The mountain pine beetle epidemic affected more than 180,000 square kilometres. By comparison, the wildfires burned about 12,000 square kilometres last year and 13,000 square kilometres this year.
Daniel Perrakis, a fire research scientist with Natural Resources Canada, said removal of dead wood from the affected areas would also remove fuel for fires.
But, he added, the affected area is huge and it would take money and effort to tackle.
Perrakis said trees that were affected by the mountain pine beetle but still had viable wood were sent to mills to be turned into boards and paper. What is left now is partly decayed or dead wood.
Prescribed burns are another option that is already used by neighbouring Alberta, he said.
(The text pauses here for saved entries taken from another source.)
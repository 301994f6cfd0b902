// SPDX-License-Identifier: Apache-2.0
// Copyright (c) 2025 Au-Zone Technologies. All Rights Reserved.

mod args;

use args::Args;
use clap::Parser as _;
use edgefirst_laserproj::{ChannelOptions, LaserProjector, LaserScan, concatenate};
use edgefirst_schemas::{sensor_msgs::PointCloud2, serde_cdr};
use kanal::{Receiver, Sender};
use std::{
    fs::File,
    io::{self, BufRead as _, BufReader, BufWriter, Write},
    path::PathBuf,
    thread::{self, JoinHandle},
};
use tracing::{debug, error, info, info_span, warn};

type BoxError = Box<dyn std::error::Error + Send + Sync>;

fn main() -> Result<(), BoxError> {
    let args = Args::parse();
    tracing_subscriber::fmt()
        .with_max_level(args.rust_log)
        .with_writer(io::stderr)
        .init();

    let channels = args.channel_options();
    info!(
        scan = %args.scan.display(),
        channels = channels.bits(),
        range_cutoff = args.range_cutoff,
        "starting laser projection"
    );

    let (tx, rx) = kanal::bounded(args.queue_depth);
    let first = spawn_projector("scan", args.scan.clone(), args.range_cutoff, channels, tx)?;

    let second = match &args.scan2 {
        Some(path) => {
            let (tx, rx) = kanal::bounded(args.queue_depth);
            let handle = spawn_projector("scan2", path.clone(), args.range_cutoff, channels, tx)?;
            Some((handle, rx))
        }
        None => None,
    };

    let mut out: Box<dyn Write> = match &args.output {
        Some(path) => Box::new(BufWriter::new(File::create(path)?)),
        None => Box::new(BufWriter::new(io::stdout().lock())),
    };

    let written = write_loop(&mut out, &rx, second.as_ref().map(|(_, rx)| rx), &args);
    // Closing the receivers stops the workers if the writer failed early.
    drop(rx);
    let second = second.map(|(handle, rx)| {
        drop(rx);
        handle
    });

    let mut result = written.map(|n| info!(clouds = n, "projection complete"));
    for handle in std::iter::once(first).chain(second) {
        match handle.join() {
            Ok(Ok(n)) => debug!(scans = n, "projector finished"),
            Ok(Err(e)) => {
                error!("projector failed: {}", e);
                result = result.and(Err(e));
            }
            Err(_) => {
                error!("projector thread panicked");
                result = result.and(Err("projector thread panicked".into()));
            }
        }
    }

    result
}

/// Receive projected clouds, merge pairs and write them out.
fn write_loop(
    out: &mut dyn Write,
    first: &Receiver<PointCloud2>,
    second: Option<&Receiver<PointCloud2>>,
    args: &Args,
) -> Result<usize, BoxError> {
    let mut n_clouds = 0;

    while let Ok(cloud) = first.recv() {
        let mut cloud = match second {
            Some(rx) => match rx.recv() {
                Ok(other) => concatenate(cloud, &other)?,
                Err(_) => {
                    warn!("second scan stream ended before the first");
                    break;
                }
            },
            None => cloud,
        };

        if let Some(frame_id) = &args.frame_id {
            cloud.header.frame_id = frame_id.clone();
        }

        write_record(out, &cloud)?;
        n_clouds += 1;
    }

    if let Some(rx) = second {
        if let Ok(Some(_)) = rx.try_recv() {
            warn!("first scan stream ended before the second");
        }
    }

    out.flush()?;
    Ok(n_clouds)
}

/// Write a cloud as a little-endian u32 length followed by its CDR encoding.
fn write_record(out: &mut dyn Write, cloud: &PointCloud2) -> Result<(), BoxError> {
    let encoded =
        serde_cdr::serialize(cloud).map_err(|e| format!("could not encode cloud: {:?}", e))?;
    out.write_all(&(encoded.len() as u32).to_le_bytes())?;
    out.write_all(&encoded)?;
    Ok(())
}

/// Spawn a worker that projects every scan record of `path` with its own
/// projector and forwards the clouds to `tx`.
fn spawn_projector(
    name: &str,
    path: PathBuf,
    range_cutoff: f64,
    channels: ChannelOptions,
    tx: Sender<PointCloud2>,
) -> Result<JoinHandle<Result<usize, BoxError>>, BoxError> {
    let reader = BufReader::new(File::open(&path)?);
    let span = info_span!("projector", stream = name);

    let handle = thread::Builder::new()
        .name(name.to_string())
        .spawn(move || {
            let _guard = span.enter();
            let mut projector = LaserProjector::new();
            let mut n_scans = 0;

            for (line_no, line) in reader.lines().enumerate() {
                let line = line?;
                if line.trim().is_empty() {
                    continue;
                }

                let scan: LaserScan = serde_json::from_str(&line)
                    .map_err(|e| format!("{}:{}: {}", path.display(), line_no + 1, e))?;
                let cloud = projector.project_laser(&scan, range_cutoff, channels)?;
                n_scans += 1;

                if tx.send(cloud).is_err() {
                    debug!("receiver closed, stopping");
                    break;
                }
            }

            Ok(n_scans)
        })?;

    Ok(handle)
}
But these options come with ecological consequences, such as soil degradation and the introduction of invasive species caused by the widespread use of machinery in forests. Dead wood can also be used as habitat for many organisms in forests, so while removing it can help make forests safer from fires, it can also reduce the health of these fragile ecosystems as they adapt to the death of the overstorey trees, Perrakis said.
And then there is the introduction of smoke in the air in spring or fall when the weather is mild and prescribed burns can be conducted.
"There are ways to tackle the problems on our own terms rather than waiting for these very dangerous and uncontrollable fires to occur," Perrakis said. "So, there are options, but they are not simple, and they are not risk free and not cheap."
In B.C., about 40 to 50 per cent of the area that burned this year was ravaged by the mountain pine beetle in the early 2000s, he said.
"The past two years the big, big wildfire seasons have affected disproportionately the areas that were mountain pine beetle affected."
Chris Stockdale, a fire research scientist with the Northern Forestry Centre at Natural Resources Canada, said there's very little of British Columbia's pine forests left unaffected by the mountain pine beetle.
"The mountain pine beetle pretty much ate itself out of house and home in British Columbia," he said.
The B.C. Ministry of Forests said there were some areas of overlap between the wildfires and beetle-attacked forests. In 2017, it’s estimated that two-thirds of the fires occurred in green stands and about one-third in dead stands. The ministry said while wildfire spreads more quickly through dead beetle-attacked trees, scientists who study wildfires say more research is needed on it.
Perrakis said wildfires spread slightly faster in forests where the mountain pine beetle has laid an area to waste, simply because there is more wood and fuel on the ground.
“Maybe the fire just smoulders for longer.”
He said evidence from a 2014 study shows flames spread two to three times faster through crowns of trees studded with mountain pine beetle-affected red needles than healthy green forests.